Revenue in the range of $515 million to $540 million
Adjusted EBITDA in the range of $57 million to $63 million
Free cash flow in the range of $14 million to $20 million
Free cash flow guidance does not include CARES Act tax refund of ~$10 million due to uncertain timing

The 2022 Outlook assumes normal supply of semiconductor chips in the second half of 2022 and that we will not experience significant production or supply disruptions as a result of the Russia-Ukraine conflict or COVID-19.

Conference Call
NN will discuss its results during its quarterly investor conference call on March 11, 2022, at 9:00 a.m. ET. The call and supplemental presentation may be accessed via NN's website, www.nninc.com. The conference call can also be accessed by dialing 1-877-317-6789 or 1-412-317-6789, Conference ID: 10155662. For those who are unavailable to listen to the live broadcast, a replay will be available shortly after the call until March 11, 2023.
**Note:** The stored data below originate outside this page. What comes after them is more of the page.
//! Glyph-grid canvas with clipped drawing primitives.
//!
//! Uses `CompactString` to inline small glyphs (≤24 bytes), avoiding heap
//! allocations for typical content (single characters, emoji shortcodes).

use compact_str::CompactString;

use crate::error::CanvasError;

/// A single canvas cell.
///
/// Glyphs are opaque strings: the canvas never parses or interprets them,
/// and every glyph occupies exactly one cell regardless of its byte length.
pub type Glyph = CompactString;

/// Fixed-size grid of glyphs with row-major flat storage.
///
/// All drawing operations are synchronous and total: out-of-bounds geometry
/// is silently clipped, never an error. The buffer is the sole mutable state;
/// borders are composited only at render time.
#[derive(Debug, Clone, PartialEq, Eq)]
pub struct Canvas {
    /// The glyph storage, row-major: index `y * width + x`.
    cells: Vec<Glyph>,
    /// Canvas width, fixed at construction.
    width: u16,
    /// Canvas height, fixed at construction.
    height: u16,
    /// Default fill glyph for fresh and cleared cells.
    background: Glyph,
    /// Horizontal rule glyph, empty means no top/bottom rule.
    x_border: Glyph,
    /// Row flank glyph, empty means no side flanks.
    y_border: Glyph,
}

impl Canvas {
    /// Create a new canvas filled with the background glyph.
    ///
    /// Callers guarantee `width >= 1` and `height >= 1`; dimension
    /// validation belongs to the layer constructing the canvas.
    #[must_use]
    pub fn new(width: u16, height: u16, background: &str) -> Self {
        let size = (width as usize) * (height as usize);
        let background = CompactString::new(background);
        Self {
            cells: vec![background.clone(); size],
            width,
            height,
            background,
            x_border: CompactString::default(),
            y_border: CompactString::default(),
        }
    }

    /// Restore a canvas verbatim from persisted state.
    ///
    /// The buffer is taken as-is, not re-filled. Fails with
    /// [`CanvasError::ShapeMismatch`] when the buffer length disagrees with
    /// `width * height`; that failure leaves nothing partially constructed.
    pub fn from_state(
        width: u16,
        height: u16,
        background: &str,
        cells: Vec<Glyph>,
        x_border: &str,
        y_border: &str,
    ) -> Result<Self, CanvasError> {
        let expected = (width as usize) * (height as usize);
        if cells.len() != expected {
            return Err(CanvasError::ShapeMismatch {
                width,
                height,
                expected,
                actual: cells.len(),
            });
        }
        Ok(Self {
            cells,
            width,
            height,
            background: CompactString::new(background),
            x_border: CompactString::new(x_border),
            y_border: CompactString::new(y_border),
        })
    }

    /// Get the canvas width.
    #[must_use]
    pub const fn width(&self) -> u16 {
        self.width
    }

    /// Get the canvas height.
    #[must_use]
    pub const fn height(&self) -> u16 {
        self.height
    }

    /// Get the background glyph.
    #[must_use]
    pub fn background(&self) -> &str {
        &self.background
    }

    /// Get the horizontal border glyph (empty when unset).
    #[must_use]
    pub fn x_border(&self) -> &str {
        &self.x_border
    }

    /// Get the vertical border glyph (empty when unset).
    #[must_use]
    pub fn y_border(&self) -> &str {
        &self.y_border
    }

    /// Get total cell count.
    #[must_use]
    pub fn len(&self) -> usize {
        self.cells.len()
    }

    /// Check if the canvas has no cells.
    #[must_use]
    pub fn is_empty(&self) -> bool {
        self.cells.is_empty()
    }

    /// Get the glyph buffer slice.
    #[must_use]
    pub fn cells(&self) -> &[Glyph] {
        &self.cells
    }

    /// Take ownership of the glyph buffer, consuming the canvas.
    #[must_use]
    pub fn into_cells(self) -> Vec<Glyph> {
        self.cells
    }

    /// Convert (x, y) to linear index.
    #[must_use]
    pub const fn index(&self, x: u16, y: u16) -> usize {
        (y as usize) * (self.width as usize) + (x as usize)
    }

    /// Convert linear index to (x, y).
    #[must_use]
    pub const fn coords(&self, idx: usize) -> (u16, u16) {
        let x = (idx % (self.width as usize)) as u16;
        let y = (idx / (self.width as usize)) as u16;
        (x, y)
    }

    /// Get the glyph at (x, y), or `None` when out of bounds.
    #[must_use]
    pub fn get(&self, x: u16, y: u16) -> Option<&str> {
        if x < self.width && y < self.height {
            Some(&self.cells[self.index(x, y)])
        } else {
            None
        }
    }

    /// Set a single cell, silently skipping out-of-bounds coordinates.
    pub fn set(&mut self, x: i32, y: i32, glyph: &str) {
        if (0..i32::from(self.width)).contains(&x) && (0..i32::from(self.height)).contains(&y) {
            let idx = self.index(x as u16, y as u16);
            self.cells[idx] = CompactString::new(glyph);
        }
    }

    /// Refill every cell with the background glyph.
    pub fn clear(&mut self) {
        for cell in &mut self.cells {
            cell.clone_from(&self.background);
        }
    }

    /// Fill a sub-rectangle, optionally with an inset border band.
    ///
    /// `(x, y)` is the top-left corner in 0-based column/row coordinates;
    /// cells within `line_width` of any of the rectangle's four edges get
    /// `line_glyph` instead of `fill` (the band takes precedence, so a
    /// 1-wide rectangle with `line_width = 1` is all border). Cells falling
    /// outside the canvas are silently skipped, which makes partially or
    /// fully off-canvas rectangles safe.
    pub fn rect(
        &mut self,
        fill: &str,
        x: i32,
        y: i32,
        width: u32,
        height: u32,
        line_width: u32,
        line_glyph: &str,
    ) {
        for row in 0..height {
            for col in 0..width {
                let cx = i64::from(x) + i64::from(col);
                let cy = i64::from(y) + i64::from(row);
                if cx < 0 || cy < 0 || cx >= i64::from(self.width) || cy >= i64::from(self.height)
                {
                    continue;
                }
                let in_band = line_width > 0
                    && (col < line_width
                        || row < line_width
                        || width - 1 - col < line_width
                        || height - 1 - row < line_width);
                let glyph = if in_band { line_glyph } else { fill };
                let idx = self.index(cx as u16, cy as u16);
                self.cells[idx] = CompactString::new(glyph);
            }
        }
    }

    /// Fill a sub-rectangle without a border band.
    pub fn fill_rect(&mut self, fill: &str, x: i32, y: i32, width: u32, height: u32) {
        self.rect(fill, x, y, width, height, 0, " ");
    }

    /// Blit a 2-D glyph array with its top-left corner at (x, y).
    ///
    /// Rows may be jagged; each source cell lands at `(x + col, y + row)`
    /// and out-of-bounds targets are silently dropped. Glyph content is
    /// stored verbatim, never interpreted.
    pub fn draw_image<Row, G>(&mut self, x: i32, y: i32, image: &[Row])
    where
        Row: AsRef<[G]>,
        G: AsRef<str>,
    {
        for (row, line) in image.iter().enumerate() {
            for (col, glyph) in line.as_ref().iter().enumerate() {
                let cx = i64::from(x) + col as i64;
                let cy = i64::from(y) + row as i64;
                if cx < 0 || cy < 0 || cx >= i64::from(self.width) || cy >= i64::from(self.height)
                {
                    continue;
                }
                let idx = self.index(cx as u16, cy as u16);
                self.cells[idx] = CompactString::new(glyph.as_ref());
            }
        }
    }

    /// Set the border glyphs composited at render time.
    ///
    /// The buffer itself is untouched; empty strings for both restore
    /// unframed rendering.
    pub fn add_borders(&mut self, x_border: &str, y_border: &str) {
        self.x_border = CompactString::new(x_border);
        self.y_border = CompactString::new(y_border);
    }

    /// Serialize the canvas to a framed string.
    ///
    /// The top and bottom rules are `x_border` repeated `width` times and
    /// are omitted entirely when `x_border` is empty; each row is its
    /// glyphs concatenated with no separator, flanked by `y_border` on both
    /// sides. Lines are joined by a single newline with no trailing
    /// terminator. Output is deterministic: the same buffer and borders
    /// always produce identical bytes.
    #[must_use]
    pub fn render(&self) -> String {
        let mut lines = Vec::with_capacity(self.height as usize + 2);
        if !self.x_border.is_empty() {
            lines.push(self.x_border.repeat(self.width as usize));
        }
        for row in 0..self.height as usize {
            let mut line = String::new();
            line.push_str(&self.y_border);
            for cell in &self.cells[row * self.width as usize..(row + 1) * self.width as usize] {
                line.push_str(cell);
            }
            line.push_str(&self.y_border);
            lines.push(line.into());
        }
        if !self.x_border.is_empty() {
            lines.push(self.x_border.repeat(self.width as usize));
        }
        lines.join("\n")
    }

    /// String-producing variant of [`render`](Self::render).
    ///
    /// Same algorithm, second entry point for callers that distinguish
    /// formatted display from a plain value (e.g. wrapping in a code block).
    #[must_use]
    pub fn render_value(&self) -> String {
        self.render()
    }
}
//! Error types for crowdin-progress

use std::path::PathBuf;
use thiserror::Error;

/// Crate-wide result alias
pub type Result<T> = std::result::Result<T, Error>;

/// Errors surfaced by the update pipeline
#[derive(Debug, Error)]
pub enum Error {
    /// A required environment variable is absent or empty
    #[error("Missing environment variable: {0}")]
    MissingVariable(&'static str),

    /// An environment variable is present but not usable
    #[error("Invalid environment variable {name}: {reason}")]
    InvalidVariable {
        /// Variable name
        name: &'static str,
        /// Why the value was rejected
        reason: String,
    },

    /// The target file does not exist
    #[error("The file {} doesn't exists", .0.display())]
    MissingFile(PathBuf),

    /// The Crowdin API returned a non-success status
    #[error("Crowdin API error ({status}): {body}")]
    CrowdinApi {
        /// HTTP status code
        status: u16,
        /// Response body, as returned by the service
        body: String,
    },

    /// Transport-level HTTP failure
    #[error("HTTP request failed: {0}")]
    Http(#[from] reqwest::Error),

    /// Filesystem failure while reading or writing the target file
    #[error("I/O error on {path}: {source}")]
    Io {
        /// Path being read or written
        path: String,
        /// Underlying error
        source: std::io::Error,
    },
}
//! Markdown table rendering
//!
//! Languages are partitioned by a completion threshold into an
//! "Available" and an "In progress" section, each rendered as an HTML
//! table with a fixed number of cells per row.

use crate::types::{LanguageProgress, RenderOptions};
use std::fmt::Write as _;

/// Base URL for the per-language flag images
const FLAG_BASE_URL: &str =
    "https://raw.githubusercontent.com/benjaminjonard/crowdin-translations-progress-action/1.0/flags";

/// Split languages into `(available, in_progress)` by the threshold.
///
/// Relative order within each bucket follows the input; together the two
/// buckets are a complete partition of it.
pub fn partition(
    languages: &[LanguageProgress],
    minimum_completion_percent: u8,
) -> (Vec<LanguageProgress>, Vec<LanguageProgress>) {
    languages
        .iter()
        .cloned()
        .partition(|language| language.translation_progress >= minimum_completion_percent)
}

/// Render the full markdown body: the "Available" section followed by
/// the "In progress" section, either of which may be empty.
pub fn render(languages: &[LanguageProgress], options: &RenderOptions) -> String {
    let (available, in_progress) = partition(languages, options.minimum_completion_percent);

    let mut markdown = String::new();
    markdown += &table_section(&available, "Available", options.languages_per_row);
    markdown += &table_section(&in_progress, "In progress", options.languages_per_row);
    markdown
}

/// Render one titled table section; an empty bucket renders as nothing.
///
/// Rows are opened before the first cell and after every full row of
/// `languages_per_row` cells. A trailing partial row is left without its
/// closing tag, matching the tool's historical output. A zero row width
/// opens the first row and never closes anything; the CLI rejects zero
/// before it gets here.
fn table_section(languages: &[LanguageProgress], title: &str, languages_per_row: usize) -> String {
    if languages.is_empty() {
        return String::new();
    }

    let languages_per_row = languages_per_row.min(languages.len());

    let mut markdown = String::from("\n\n");
    markdown += &format!("#### {title}");
    markdown += "\n\n";
    markdown += "<table>";

    for (index, language) in languages.iter().enumerate() {
        let current = index + 1;
        if current == 1 || current.checked_rem(languages_per_row) == Some(1) {
            markdown += "<tr>";
        }

        let _ = write!(
            markdown,
            r#"<td align="center" valign="top"><img width="30px" height="30px" src="{FLAG_BASE_URL}/{}.png"></div><div align="center" valign="top">{}%</td>"#,
            language.language_id, language.translation_progress
        );

        if current.checked_rem(languages_per_row) == Some(0) {
            markdown += "</tr>";
        }
    }

    markdown += "</table>";
    markdown
}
NN discloses in this press release the non-GAAP financial measures of adjusted income (loss) from operations, adjusted EBITDA, adjusted net income (loss), adjusted net income (loss) per diluted common share, and free cash flow. Each of these non-GAAP financial measures provides supplementary information about the impacts of restructuring and integration expense, acquisition and transition expenses, foreign exchange impacts on inter-company loans, amortization of intangibles and deferred financing costs, and other non-operating impacts on our business.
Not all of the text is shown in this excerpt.